Yep. George W. Bush: he says what he means, and he means what he says. No slippery verbal tricks from him. Ha ha ha.
Gary: I've read that Wired piece a number of times over the years, Anarch, but since you cited it, I had to go back to check that, indeed, he says absolutely not one thing about his concern, lack of concern, or anything about the fact that his Law is so endlessly mis-cited. He mentions Cliff Stoll's version that re-states it, and says nothing about the fact that it's the version that's commonly been substituted for, and called, "Godwin's Law."
Mike Godwin, from the link supra, emphasis added:
So he approvingly cites the fact that the meme has been mutating, argues that this is a success by his standards, and that such memetic engineering may be a necessary component of net.interaction in the future... and from this you conclude not only that he apparently expressed no particular opinion on these matters but that it was equally (non)descriptive of his feelings towards his wife? No offense, Gary, but might I recommend you carefully re-read the piece a third damn time?

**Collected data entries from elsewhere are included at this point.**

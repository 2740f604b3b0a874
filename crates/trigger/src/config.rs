//! Trigger configuration.
//!
//! Deserialised from TOML by the composition root; validated once at load time
//! so the trigger never starts with an invalid config.

use std::collections::{BTreeMap, HashSet};

use serde::Deserialize;

use crate::definition::JobDefinition;
use crate::submit::SubmitConfig;
use crate::{RepositoryId, TriggerError};

/// `[scheduler]` section.
#[derive(Debug, Clone, Default, Deserialize)]
#[serde(default, deny_unknown_fields)]
pub struct SchedulerConfig {
    /// When set, every job request is marked as requiring scheduling.
    pub enabled: bool,
}

/// Complete trigger configuration.
#[derive(Debug, Clone, Default, Deserialize)]
#[serde(default, deny_unknown_fields)]
pub struct TriggerConfig {
    /// Scheduling flag copied onto every request.
    pub scheduler: SchedulerConfig,
    /// Retry and deadline settings for submission.
    pub submit: SubmitConfig,
    /// Post-push job definitions keyed by `"org/repo"`, in catalog order.
    pub postsubmits: BTreeMap<String, Vec<JobDefinition>>,
}

impl TriggerConfig {
    /// Checks what deserialisation cannot: at least one submit attempt,
    /// well-formed `org/repo` keys and unique job names per repository.
    pub fn validate(&self) -> Result<(), TriggerError> {
        if self.submit.max_attempts == 0 {
            return Err(TriggerError::config("submit.max_attempts must be at least 1"));
        }

        for (repo, definitions) in &self.postsubmits {
            let well_formed = RepositoryId::new(repo.as_str()).is_some_and(|id| {
                !id.org().is_empty() && !id.repo().is_empty() && !id.repo().contains('/')
            });
            if !well_formed {
                return Err(TriggerError::config(format!(
                    "postsubmits key '{repo}' is not of the form org/repo"
                )));
            }

            let mut seen = HashSet::new();
            for definition in definitions {
                if !seen.insert(definition.name().as_str()) {
                    return Err(TriggerError::config(format!(
                        "duplicate postsubmit '{}' for {repo}",
                        definition.name()
                    )));
                }
            }
        }
        Ok(())
    }
}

Posted by: Anarch | April 12, 2006 at 09:42 PM
Well, Anarch, you seem to be going from completely general observations by Godwin about memes to a presumption that he somehow is commenting on the re-substitution in the minds of many that I don't see any support for in the actual text, though I don't know that the negative is incorrect. I just don't see anything specific there about it at all.
Talking about memes and counter-memes in general is something endless numbers of people have done; that's what Mike's article is about. If there's something there to the effect that, say "many people have adopted Cliff Stoll's version as what 'Godwin's Law
is; that's fine by me," I'm still missing it.
But why I'd care how much Mike Godwin cares about it, even if he wrote at length about it, I dunno. Sorry. Still don't see how it would make the factual observation incorrect in the slightest. I dunno how what Mike Godwin thinks about it matters whatever.
Is this really worth going on about? I mean, okay, but I kinda doubt I have more to say, myself.
Posted by: Gary Farber | April 12, 2006 at 10:44 PM
WRT Pearl Harbor, &c., Gary Farber has covered the topic quite well (no surprise there), so I'm only going to express some of what he said from a different angle.
Everyone knew that Japan was getting ready for war with America. Well, not everyone (it depends on what the meaning of 'everyone' means, I suppose), but anyone who was paying attention in the late 1930s. (The invasion of Manchuria and then China; the expulsion from the League of Nations; the occupation of French Indochina; the US freezing of Japanese assets - these were all pretty obvious clues.) Thus the existence of a particular set of secret memos announcing this general likelihood adds little to our knowledge.
Knowing of such preparation, however, is not equivalent to prediction of an exact attack, much less preparation for defense against it. For about 40 years, during the Cold War, we also "knew" that the Soviet Union was getting ready to attack us. Yet, in the event, they didn't, at least not in a way that would precipitate WWIII. Think of pre-Pearl Harbor America as being an earlier version of Cold War America: conscious of who the enemy was, sure that someday, someplace he would attack - but when? where?
The more serious charges against FDR were not that he was unaware of this general threat, but that he had specific knowledge that the war was going to begin by an attack on Pearl Harbor in the first week of December 1941. If this were true, as his enemies alleged, then he could be said not only to have lied, but to have deliberately sacrificed American lives to bring about the war, a heinous deed in the view of his accusers, and possibly posterity in general.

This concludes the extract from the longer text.